Count the lines that contain the string "AssertionCounts" in the records beneath, and respond with the number only.

Stored data entries:
- - -
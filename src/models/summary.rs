//! Run summaries
//!
//! Plain snapshots produced by a test case run and folded upward by suites and runs.

use serde::{Deserialize, Serialize};
use std::fmt;

/// Pass/abort view of a summary, used by the reduction tree to decide
/// whether to keep running children.
pub trait Verdict {
    fn passed(&self) -> bool;
    fn aborted(&self) -> bool;
}

/// Assertion totals
#[derive(Clone, Copy, Debug, Default, PartialEq, Eq, Serialize, Deserialize)]
pub struct AssertionCounts {
    pub total: usize,
    pub failed: usize,
}

impl AssertionCounts {
    pub fn absorb(&mut self, other: &AssertionCounts) {
        self.total += other.total;
        self.failed += other.failed;
    }
}

/// Test totals for a suite or run
#[derive(Clone, Copy, Debug, Default, PartialEq, Eq, Serialize, Deserialize)]
pub struct TestCounts {
    pub errored: usize,
    pub failed: usize,
    pub skipped: usize,
    pub total: usize,
}

/// Suite totals for a run
#[derive(Clone, Copy, Debug, Default, PartialEq, Eq, Serialize, Deserialize)]
pub struct SuiteCounts {
    pub failed: usize,
    pub total: usize,
}

/// Summary of one test case run
#[derive(Clone, Debug, Default, PartialEq, Eq, Serialize, Deserialize)]
pub struct CaseSummary {
    pub passed: bool,
    pub errored: bool,
    pub skipped: bool,
    pub aborted: bool,
    pub assertions: AssertionCounts,
}

impl CaseSummary {
    /// A clean slate: innocent until proven guilty
    pub fn passing() -> Self {
        Self {
            passed: true,
            ..Default::default()
        }
    }
}

impl Verdict for CaseSummary {
    fn passed(&self) -> bool {
        self.passed
    }

    fn aborted(&self) -> bool {
        self.aborted
    }
}

/// Summary of a suite or a run
#[derive(Clone, Debug, Default, PartialEq, Eq, Serialize, Deserialize)]
pub struct SetSummary {
    pub passed: bool,
    pub aborted: bool,
    pub tests: TestCounts,
    pub assertions: AssertionCounts,
    #[serde(default, skip_serializing_if = "Option::is_none")]
    pub suites: Option<SuiteCounts>,
}

impl SetSummary {
    /// Initial accumulator for a suite
    pub fn for_suite() -> Self {
        Self {
            passed: true,
            ..Default::default()
        }
    }

    /// Initial accumulator for a run
    pub fn for_run() -> Self {
        Self {
            passed: true,
            suites: Some(SuiteCounts::default()),
            ..Default::default()
        }
    }

    /// Zeroed sentinel for a suite whose module failed to load
    pub fn load_failure() -> Self {
        Self {
            passed: false,
            ..Default::default()
        }
    }

    /// Number of tests that did not pass, errored or failed
    pub fn unsuccessful(&self) -> usize {
        self.tests.failed + self.tests.errored
    }
}

impl Verdict for SetSummary {
    fn passed(&self) -> bool {
        self.passed
    }

    fn aborted(&self) -> bool {
        self.aborted
    }
}

impl fmt::Display for SetSummary {
    fn fmt(&self, f: &mut fmt::Formatter<'_>) -> fmt::Result {
        if let Some(suites) = &self.suites {
            write!(f, "Suites: {} ({} failed) | ", suites.total, suites.failed)?;
        }
        write!(
            f,
            "Tests: {} | Failed: {} | Errored: {} | Skipped: {} | Assertions: {} ({} failed)",
            self.tests.total,
            self.tests.failed,
            self.tests.errored,
            self.tests.skipped,
            self.assertions.total,
            self.assertions.failed
        )?;
        if self.aborted {
            write!(f, " | ABORTED")?;
        }
        Ok(())
    }
}
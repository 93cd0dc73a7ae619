//! Console reporter
//!
//! Prints failing tests, and optionally passing ones, with enough detail to
//! find the failing assertion.

use anyhow::Result;
use std::fmt::Write as _;

use super::style::Palette;
use super::Reporter;
use crate::executor::{Run, Suite, TestCase};
use crate::models::{AssertionError, AssertionRecord, CaseResult, FailureKind, SetResult};

const INDENT: usize = 3;
const HEADER: &str = "==================== Results ====================";

/// Operator row is placed near the vertical middle of the box, capped here
const MAX_OPERATOR_ROW: usize = 10;

pub struct ConsoleReporter {
    show_passed: bool,
    palette: Palette,
}

impl ConsoleReporter {
    pub fn new(show_passed: bool, palette: Palette) -> Self {
        Self {
            show_passed,
            palette,
        }
    }

    /// Render the report for a finished run. Empty when the run passed and
    /// passing tests are hidden.
    pub fn render(&self, run: &Run) -> String {
        let passed = run.summary().map(|s| s.passed).unwrap_or(false);
        if passed && !self.show_passed {
            return String::new();
        }

        let mut out = String::new();
        out.push('\n');
        out.push_str(&self.palette.bold(HEADER));
        out.push('\n');

        for suite in run.suites() {
            self.render_suite(&mut out, suite);
        }
        out
    }

    fn render_suite(&self, out: &mut String, suite: &Suite) {
        match suite.result() {
            SetResult::Passed if !self.show_passed => {}
            SetResult::Passed | SetResult::Failed => {
                out.push('\n');
                out.push_str(&self.palette.bold(suite.name()));
                out.push('\n');
                for test in suite.tests() {
                    match test.result() {
                        CaseResult::Passed if self.show_passed => {
                            out.push_str(&self.passed_test(test, INDENT));
                            out.push('\n');
                        }
                        CaseResult::Failed => out.push_str(&self.failed_test(test, INDENT)),
                        _ => {}
                    }
                }
            }
            SetResult::LoadError => {
                out.push_str(&self.palette.bold_red(suite.name()));
                out.push('\n');
                out.push_str(&pad(INDENT));
                out.push_str("an error occurred while loading this file:\n");
                if let Some(error) = suite.load_error() {
                    out.push_str(&indent_lines(&format!("{error:?}"), INDENT * 3));
                    out.push('\n');
                }
            }
            SetResult::NoTests | SetResult::Untested => {}
        }
    }

    fn passed_test(&self, test: &TestCase, indent: usize) -> String {
        format!("{}{} : {}", pad(indent), self.palette.green("Pass"), test.name())
    }

    fn failed_test(&self, test: &TestCase, indent: usize) -> String {
        let mut out = format!(
            "{}{} : {}\n",
            pad(indent),
            self.palette.bold_red("FAIL"),
            test.name()
        );

        match test.failure() {
            Some(FailureKind::GeneralError | FailureKind::SetupTeardownError) => {
                out.push_str(&self.general_error(test, indent + INDENT));
            }
            Some(FailureKind::AssertionFail) => {
                out.push_str(&self.assertion_failures(test, indent + INDENT));
            }
            Some(FailureKind::AssertionCount) => {
                out.push_str(&self.count_mismatch(test, indent + INDENT));
            }
            None => {}
        }
        out
    }

    fn general_error(&self, test: &TestCase, indent: usize) -> String {
        let Some(general) = test.general_error() else {
            return String::new();
        };
        let what = if general.uncaught {
            self.palette.bold_red("uncaught error")
        } else {
            "error".to_string()
        };
        format!(
            "{}an {} occurred during {}:\n{}\n",
            pad(indent),
            what,
            general.phase,
            indent_lines(&format!("{:?}", general.error), indent + INDENT)
        )
    }

    fn assertion_failures(&self, test: &TestCase, indent: usize) -> String {
        test.assertions()
            .iter()
            .filter_map(|record| {
                record
                    .error
                    .as_ref()
                    .map(|error| self.assertion_failure(record, error, indent))
            })
            .collect::<Vec<_>>()
            .join("\n")
    }

    fn assertion_failure(&self, record: &AssertionRecord, error: &AssertionError, indent: usize) -> String {
        let mut out = format!("{}AssertionError at {}", pad(indent), self.location(record));
        if error.message.is_empty() {
            out.push_str("\n\n");
        } else {
            let _ = write!(out, ": {}\n\n", error.message);
        }

        if let (Some(operator), Some(actual), Some(expected)) =
            (&error.operator, &error.actual, &error.expected)
        {
            out.push_str(&self.side_by_side(operator, actual, expected, indent + INDENT));
        }
        out
    }

    fn location(&self, record: &AssertionRecord) -> String {
        match (record.location.file(), record.location.line()) {
            (Some(file), Some(line)) => format!("{} line {}", file, self.palette.bold(&line.to_string())),
            _ => record.location.to_string(),
        }
    }

    /// Actual and expected as text boxes with the operator between them
    fn side_by_side(&self, operator: &str, actual: &str, expected: &str, indent: usize) -> String {
        let actual = TextBox::new(actual);
        let expected = TextBox::new(expected);
        let height = actual.rows().max(expected.rows());
        let operator_row = ((height as f64 / 2.1).floor() as usize).min(MAX_OPERATOR_ROW);
        let operator = format!("   {operator}   ");

        let mut out = String::new();
        for row in 0..height {
            out.push_str(&pad(indent));
            out.push_str(&actual.row(row));
            if row == operator_row {
                out.push_str(&self.palette.bold(&operator));
            } else {
                out.push_str(&pad(operator.chars().count()));
            }
            out.push_str(&expected.row(row));
            out.push('\n');
        }
        out
    }

    fn count_mismatch(&self, test: &TestCase, indent: usize) -> String {
        let found = test.assertions();
        let expected = test
            .expected_assertions()
            .map(|n| n.to_string())
            .unwrap_or_default();

        let mut out = format!(
            "{}expected {} assertions, found {}:\n",
            pad(indent),
            self.palette.bold(&expected),
            self.palette.bold(&found.len().to_string())
        );
        for record in found {
            let _ = writeln!(out, "{}{}", pad(indent + INDENT), self.location(record));
        }
        out
    }
}

impl Reporter for ConsoleReporter {
    fn name(&self) -> &'static str {
        "Console"
    }

    fn report(&self, run: &Run) -> Result<()> {
        let output = self.render(run);
        if !output.is_empty() {
            println!("{output}");
        }
        Ok(())
    }
}

/// Multi-line text padded to a rectangle
struct TextBox {
    lines: Vec<String>,
    cols: usize,
}

impl TextBox {
    fn new(text: &str) -> Self {
        let lines: Vec<String> = text.split('\n').map(str::to_string).collect();
        let cols = lines.iter().map(|l| l.chars().count()).max().unwrap_or(0);
        Self { lines, cols }
    }

    fn rows(&self) -> usize {
        self.lines.len()
    }

    fn row(&self, index: usize) -> String {
        match self.lines.get(index) {
            Some(line) => format!("{line}{}", pad(self.cols - line.chars().count())),
            None => pad(self.cols),
        }
    }
}

fn pad(width: usize) -> String {
    " ".repeat(width)
}

fn indent_lines(text: &str, indent: usize) -> String {
    text.lines()
        .map(|line| format!("{}{}", pad(indent), line))
        .collect::<Vec<_>>()
        .join("\n")
}
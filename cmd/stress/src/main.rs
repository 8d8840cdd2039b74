//! Stress test - many elements through one pool
//!
//! Pushes millions of identical strings through a concurrent sink and
//! checks the exact count, timing the run.

use std::sync::atomic::{AtomicUsize, Ordering};
use std::sync::Mutex;
use std::time::Instant;

fn main() {
    println!("=== parslot Stress Test ===\n");

    let num_elements: usize = std::env::args()
        .nth(1)
        .and_then(|s| s.parse().ok())
        .unwrap_or(10_000_000);

    let d = parslot::global();
    println!(
        "Elements: {}, workers: {}\n",
        num_elements,
        d.workers()
    );

    let input = vec!["x".to_string(); num_elements];

    // Counting sink.
    let count = AtomicUsize::new(0);
    let start = Instant::now();
    parslot::for_each(&input, |_| {
        count.fetch_add(1, Ordering::Relaxed);
    })
    .unwrap();
    let elapsed = start.elapsed();

    println!("Counted:  {}/{}", count.load(Ordering::Relaxed), num_elements);
    println!("Time:     {:?}", elapsed);
    println!(
        "Rate:     {:.0} elements/sec\n",
        num_elements as f64 / elapsed.as_secs_f64()
    );

    // Collecting sink (heavier: one lock per element).
    let sink = Mutex::new(Vec::with_capacity(num_elements));
    let start = Instant::now();
    parslot::for_each(&input, |s| {
        sink.lock().unwrap().push(s.len());
    })
    .unwrap();
    let elapsed = start.elapsed();

    println!("Collected: {}/{}", sink.into_inner().unwrap().len(), num_elements);
    println!("Time:      {:?}", elapsed);
    println!(
        "Idle workers after calls: {}/{}",
        d.idle_workers(),
        d.workers()
    );
}
//! Bounded idle-worker pool
//!
//! Holds exactly `capacity` workers at creation. Checkout removes a
//! worker before submission; checkin returns it after the slot
//! completes. Ownership of a worker moves pool -> executor -> pool,
//! never shared, so at any instant idle + in-flight == capacity.

use std::thread;
use std::time::Duration;

use crossbeam_queue::ArrayQueue;
use parslot_core::WorkerId;

use crate::worker::SlottedWorker;

/// How long checkout sleeps between polls of an empty pool.
///
/// Under the dispatcher's entry serialization the pool is only ever
/// briefly empty, between submitting one slot and draining a prior
/// completion.
const CHECKOUT_POLL: Duration = Duration::from_micros(100);

/// Bounded container of idle workers.
pub struct WorkerPool {
    idle: ArrayQueue<SlottedWorker>,
    capacity: usize,
}

impl WorkerPool {
    /// Create a pool pre-filled with `capacity` fresh workers.
    pub fn new(capacity: usize) -> Self {
        debug_assert!(capacity > 0);
        let idle = ArrayQueue::new(capacity);
        for i in 0..capacity {
            idle.push(SlottedWorker::new(WorkerId::new(i as u32)))
                .expect("queue sized to capacity");
        }
        WorkerPool { idle, capacity }
    }

    /// Total workers owned by this pool (P)
    #[inline]
    pub fn capacity(&self) -> usize {
        self.capacity
    }

    /// Workers currently idle (not in flight)
    #[inline]
    pub fn idle_count(&self) -> usize {
        self.idle.len()
    }

    /// Take an idle worker, blocking while none is available.
    pub fn checkout(&self) -> SlottedWorker {
        loop {
            if let Some(worker) = self.try_checkout() {
                return worker;
            }
            thread::park_timeout(CHECKOUT_POLL);
        }
    }

    /// Take an idle worker without blocking.
    pub fn try_checkout(&self) -> Option<SlottedWorker> {
        self.idle.pop()
    }

    /// Return a worker after its slot completed.
    pub fn checkin(&self, worker: SlottedWorker) {
        let returned = self.idle.push(worker);
        debug_assert!(returned.is_ok(), "checkin without matching checkout");
    }
}
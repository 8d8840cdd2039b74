//! Completion handles for submitted slots
//!
//! Each submitted slot gets a one-shot pair: the executor side fills a
//! [`CompletionSlot`] when the slot task finishes, the dispatcher
//! blocks on the matching [`CompletionHandle`] while draining. The
//! value carried back is the now-idle worker plus the slot's result,
//! so the dispatcher can return the worker to the pool whether the
//! action succeeded or failed.

use std::sync::{Arc, Condvar, Mutex};

use parslot_core::ActionError;

use crate::worker::SlottedWorker;

/// Outcome of one submitted slot
#[derive(Debug)]
pub struct SlotCompletion {
    /// The worker that ran the slot, ready for checkin
    pub worker: SlottedWorker,

    /// `Err` if the user action panicked inside this slot
    pub result: Result<(), ActionError>,
}

struct Shared {
    outcome: Mutex<Option<SlotCompletion>>,
    ready: Condvar,
}

/// Producer side: filled exactly once by the executor thread
pub struct CompletionSlot {
    shared: Arc<Shared>,
}

/// Consumer side: awaited exactly once by the dispatcher
pub struct CompletionHandle {
    shared: Arc<Shared>,
}

/// Create a connected one-shot (producer, consumer) pair.
pub fn completion_pair() -> (CompletionSlot, CompletionHandle) {
    let shared = Arc::new(Shared {
        outcome: Mutex::new(None),
        ready: Condvar::new(),
    });
    (
        CompletionSlot {
            shared: Arc::clone(&shared),
        },
        CompletionHandle { shared },
    )
}

impl CompletionSlot {
    /// Publish the slot outcome and wake the waiting dispatcher.
    pub fn fill(self, completion: SlotCompletion) {
        let mut outcome = self.shared.outcome.lock().unwrap();
        debug_assert!(outcome.is_none(), "completion filled twice");
        *outcome = Some(completion);
        drop(outcome);
        self.shared.ready.notify_one();
    }
}

impl CompletionHandle {
    /// Block until the slot has finished, then take its outcome.
    pub fn wait(self) -> SlotCompletion {
        let mut outcome = self.shared.outcome.lock().unwrap();
        loop {
            if let Some(completion) = outcome.take() {
                return completion;
            }
            outcome = self.shared.ready.wait(outcome).unwrap();
        }
    }

    /// Non-blocking probe, taking the outcome if already present.
    pub fn try_take(self) -> Result<SlotCompletion, CompletionHandle> {
        let taken = self.shared.outcome.lock().unwrap().take();
        match taken {
            Some(completion) => Ok(completion),
            None => Err(self),
        }
    }
}

#[cfg(test)]
mod tests {
    use super::*;
    use parslot_core::WorkerId;
    use std::thread;
    use std::time::Duration;

    fn worker() -> SlottedWorker {
        SlottedWorker::new(WorkerId::new(0))
    }

    #[test]
    fn test_fill_then_wait() {
        let (slot, handle) = completion_pair();
        slot.fill(SlotCompletion {
            worker: worker(),
            result: Ok(()),
        });

        let completion = handle.wait();
        assert!(completion.result.is_ok());
        assert_eq!(completion.worker.id(), WorkerId::new(0));
    }

    #[test]
    fn test_wait_blocks_until_filled() {
        let (slot, handle) = completion_pair();

        let filler = thread::spawn(move || {
            thread::sleep(Duration::from_millis(20));
            slot.fill(SlotCompletion {
                worker: worker(),
                result: Ok(()),
            });
        });

        let completion = handle.wait();
        assert!(completion.result.is_ok());
        filler.join().unwrap();
    }

    #[test]
    fn test_try_take() {
        let (slot, handle) = completion_pair();

        let handle = match handle.try_take() {
            Ok(_) => panic!("nothing was filled yet"),
            Err(handle) => handle,
        };

        slot.fill(SlotCompletion {
            worker: worker(),
            result: Ok(()),
        });
        assert!(handle.try_take().is_ok());
    }
}
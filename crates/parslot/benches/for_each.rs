//! for_each throughput vs a serial loop
//!
//! The action is deliberately tiny (atomic add), so this measures
//! dispatch overhead more than parallel speedup; heavier actions are
//! where the pool pays off.

use std::sync::atomic::{AtomicU64, Ordering};

use criterion::{black_box, criterion_group, criterion_main, BenchmarkId, Criterion, Throughput};
use parslot::{Dispatcher, DispatcherConfig};

fn bench_for_each(c: &mut Criterion) {
    let dispatcher = Dispatcher::new(DispatcherConfig::default()).unwrap();

    let mut group = c.benchmark_group("for_each");
    for n in [1_000_usize, 100_000, 1_000_000] {
        let input: Vec<u64> = (0..n as u64).collect();
        group.throughput(Throughput::Elements(n as u64));

        group.bench_with_input(BenchmarkId::new("serial", n), &input, |b, input| {
            b.iter(|| {
                let sum = AtomicU64::new(0);
                for e in input {
                    sum.fetch_add(*e, Ordering::Relaxed);
                }
                black_box(sum.load(Ordering::Relaxed))
            })
        });

        group.bench_with_input(BenchmarkId::new("pool", n), &input, |b, input| {
            b.iter(|| {
                let sum = AtomicU64::new(0);
                dispatcher
                    .for_each(input, |e| {
                        sum.fetch_add(*e, Ordering::Relaxed);
                    })
                    .unwrap();
                black_box(sum.load(Ordering::Relaxed))
            })
        });
    }
    group.finish();
}

criterion_group!(benches, bench_for_each);
criterion_main!(benches);
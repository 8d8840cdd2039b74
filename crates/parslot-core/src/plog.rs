//! Leveled stderr logging macros
//!
//! Thread-safe, optionally-flushing debug output.
//!
//! # Environment Variables
//!
//! - `PSL_LOG_LEVEL=<level>` - 0=off, 1=error, 2=warn, 3=info, 4=debug, 5=trace
//! - `PSL_FLUSH_EPRINT=1` - Flush stderr after each line
//!
//! # Usage
//!
//! ```ignore
//! use parslot_core::{perror, pwarn, pinfo, pdebug, ptrace};
//!
//! pinfo!("dispatcher ready: {} workers", n);
//! pdebug!("for_each: n={} slots={}", n, slots);
//! ```

use std::io::Write;
use std::sync::atomic::{AtomicBool, AtomicU8, Ordering};

/// Log levels, lowest to most verbose
#[repr(u8)]
#[derive(Debug, Clone, Copy, PartialEq, Eq, PartialOrd, Ord)]
pub enum LogLevel {
    Off = 0,
    Error = 1,
    Warn = 2,
    Info = 3,
    Debug = 4,
    Trace = 5,
}

impl LogLevel {
    pub fn from_u8(v: u8) -> Self {
        match v {
            0 => LogLevel::Off,
            1 => LogLevel::Error,
            2 => LogLevel::Warn,
            3 => LogLevel::Info,
            4 => LogLevel::Debug,
            _ => LogLevel::Trace,
        }
    }

    pub fn prefix(&self) -> &'static str {
        match self {
            LogLevel::Off => "",
            LogLevel::Error => "[ERROR]",
            LogLevel::Warn => "[WARN] ",
            LogLevel::Info => "[INFO] ",
            LogLevel::Debug => "[DEBUG]",
            LogLevel::Trace => "[TRACE]",
        }
    }
}

static FLUSH_ENABLED: AtomicBool = AtomicBool::new(false);
static LOG_LEVEL: AtomicU8 = AtomicU8::new(LogLevel::Warn as u8);
static INITIALIZED: AtomicBool = AtomicBool::new(false);

/// Initialize logging from environment variables.
///
/// Called automatically on first log; call explicitly for
/// deterministic initialization.
pub fn init() {
    if INITIALIZED.swap(true, Ordering::SeqCst) {
        return;
    }

    FLUSH_ENABLED.store(
        crate::env::env_get_bool("PSL_FLUSH_EPRINT", false),
        Ordering::Relaxed,
    );

    if let Ok(val) = std::env::var("PSL_LOG_LEVEL") {
        let level = match val.to_lowercase().as_str() {
            "off" | "0" => LogLevel::Off,
            "error" | "1" => LogLevel::Error,
            "warn" | "2" => LogLevel::Warn,
            "info" | "3" => LogLevel::Info,
            "debug" | "4" => LogLevel::Debug,
            "trace" | "5" => LogLevel::Trace,
            _ => LogLevel::Warn,
        };
        LOG_LEVEL.store(level as u8, Ordering::Relaxed);
    }
}

/// Current log level
#[inline]
pub fn log_level() -> LogLevel {
    if !INITIALIZED.load(Ordering::Relaxed) {
        init();
    }
    LogLevel::from_u8(LOG_LEVEL.load(Ordering::Relaxed))
}

/// Set log level programmatically
pub fn set_log_level(level: LogLevel) {
    if !INITIALIZED.load(Ordering::Relaxed) {
        init();
    }
    LOG_LEVEL.store(level as u8, Ordering::Relaxed);
}

/// Check if a log level is enabled
#[inline]
pub fn level_enabled(level: LogLevel) -> bool {
    level as u8 <= log_level() as u8
}

/// Internal: leveled write to stderr, one locked line per call
#[doc(hidden)]
pub fn _plog_impl(level: LogLevel, args: std::fmt::Arguments<'_>) {
    if !level_enabled(level) {
        return;
    }
    let stderr = std::io::stderr();
    let mut handle = stderr.lock();
    let _ = write!(handle, "{} ", level.prefix());
    let _ = handle.write_fmt(args);
    let _ = handle.write_all(b"\n");
    if FLUSH_ENABLED.load(Ordering::Relaxed) {
        let _ = handle.flush();
    }
}

/// Error level log
#[macro_export]
macro_rules! perror {
    ($($arg:tt)*) => {{
        $crate::plog::_plog_impl($crate::plog::LogLevel::Error, format_args!($($arg)*));
    }};
}

/// Warning level log
#[macro_export]
macro_rules! pwarn {
    ($($arg:tt)*) => {{
        $crate::plog::_plog_impl($crate::plog::LogLevel::Warn, format_args!($($arg)*));
    }};
}

/// Info level log
#[macro_export]
macro_rules! pinfo {
    ($($arg:tt)*) => {{
        $crate::plog::_plog_impl($crate::plog::LogLevel::Info, format_args!($($arg)*));
    }};
}

/// Debug level log
#[macro_export]
macro_rules! pdebug {
    ($($arg:tt)*) => {{
        $crate::plog::_plog_impl($crate::plog::LogLevel::Debug, format_args!($($arg)*));
    }};
}

/// Trace level log (most verbose)
#[macro_export]
macro_rules! ptrace {
    ($($arg:tt)*) => {{
        $crate::plog::_plog_impl($crate::plog::LogLevel::Trace, format_args!($($arg)*));
    }};
}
- - -
• [Response to the exercise]:
5